Pituitary tumours may present with meningeal irritation in a number of ways. Pituitary infarction or haemorrhage (apoplexy) is characterised by sudden onset drowsiness, headache, diplopia, and meningism. Rarely, it may be the presenting feature of an underlying asymptomatic tumour, or the complication of a known lesion. These symptoms usually merit lumbar puncture, to exclude the clinical suspicion of infection, and can reveal a sterile and often lymphocytic response.2-4
It is rare that bacterial meningitis is the presenting condition in a patient with an underlying pituitary adenoma. Bacterial infection, however, may rarely complicate and follow pituitary microsurgery.5 For lesions invading or eroding into surrounding areas such as the sphenoid sinus, the resulting skull base defect and CSF leak can act as an entry portal for organisms such asStreptococcus pneumoniae predisposing to meningitis.6-8 Two published reports of fatal bacterial meningitis, one with S pneumoniae, were discovered to have an underlying invading pituitary tumour at postmortem examination.9 ,10
Q4: What is the treatment of the underlying lesion?

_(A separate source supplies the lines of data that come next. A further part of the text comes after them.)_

impl TeamConfig {
    pub fn termination_policy(&self) -> TerminationPolicy {
        TerminationPolicy::KeywordMatch(self.keyword.clone()) | TerminationPolicy::MessageCountLimit(self.max_messages)
    }

    /// Journalism team: a writer, a researcher, an editor, a fact checker and an
    /// orchestrator that saves the approved article with `execute_python`.
    pub fn journalism() -> Self {
        Self {
            agents: vec![
                TeamAgentConfig::new(
                    "writer_assistant",
                    "A high-quality journalist agent who excels at writing a first draft of an article as well as revising the article based on feedback from the other agents",
                    "You are a high-quality journalist agent who excels at writing a first draft of an article as well as revising the article based on feedback from the other agents.  Do not just write bullet points on how you would write the article, but actually write it.  You can also ask for research to be conducted on certain topics.",
                    &[],
                ),
                TeamAgentConfig::new(
                    "web_search_agent",
                    "An agent who can search the web to conduct research and answer open questions",
                    "You are an agent who can search the web to conduct research and answer open questions.  You should return a list of entries with text, url, and title for each entry. Never reply with Terminate, just return the list of entries.",
                    &[],
                ),
                TeamAgentConfig::new(
                    "editor",
                    "An expert editor of written articles who can read an article and make suggestions for improvements",
                    "You are an expert editor.  You carefully read an article and make suggestions for improvements and suggest additional topics that should be researched to improve the article quality.",
                    &[],
                ),
                TeamAgentConfig::new(
                    "verifier_agent",
                    "A responsible agent who will verify the facts and ensure that the article is accurate and well-written",
                    "Ensure article accuracy and approve or reject with reasons. Explicitly approve or reject the article based on accuracy, giving your reasoning. You can ask for rewrites if you find inaccuracies.",
                    &[],
                ),
                TeamAgentConfig::new(
                    "orchestrator_agent",
                    "Team leader who verifies when the article is complete and meets all requirements",
                    "You are a leading a journalism team that conducts research to craft high-quality articles. If the article isn't well written, ask the writer for a rewrite. any article needs to be reviewed by the editor, and has been fact-checked and approved by the verifier agent, and approved by the user, then create python code to store the article to a file locally in markdown. once executed reply 'TERMINATE'.  Otherwise state what condition has not yet been met.",
                    &["execute_python"],
                ),
            ],
            include_user_proxy: true,
            user_proxy_name: default_user_proxy_name(),
            allow_repeated_speaker: true,
            max_messages: default_team_max_messages(),
            keyword: default_termination_keyword(),
            max_turns: None,
            task: None,
        }
    }
}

Dopamine agonist drugs such as bromocriptine usually lower prolactin concentrations, reduce tumour size, and reduce the degree of complications. Most patients require long term treatment and withdrawal may result in tumour expansion and rising prolactin concentrations. In giant macroadenomas, bromocriptine therapy alone is often inadequate and surgical intervention may be required.6 Treatment with bromocriptine, resulting in tumour regression, can be complicated by the appearance of skull base defects causing CSF rhinorrhoea and even pneumocephalus.6 ,7 ,11 Occasionally, extensive CSF rhinorrhoea has required lumboperitoneal shunting or surgical repair.
Our patient was started on depot testosterone injections and bromocriptine therapy and transsphenoidal resection of the lesion was performed. He remains well with normal biochemistry values.
Q5: What are the causes of hyperprolactinaemia?
The causes of hyperprolactinaemia are:
(1) Hypothalamic diseases
Tumour: metastasis, craniopharyngioma, glioma.
Infiltration: sarcoidosis, tuberculosis, granuloma.
(2) Pituitary diseases
Tumours: prolactinoma, adenoma, meningioma, metastases.
Infiltration: sarcoidosis, tuberculosis.
Dopamine antagonists: chlorpromazine, metoclopramide.
Antihypertensives: verapamil, methyldopa.
Chronic renal failure.
Liver cirrhosis. (5) Stress
Macroprolactinoma with extrasellar extension.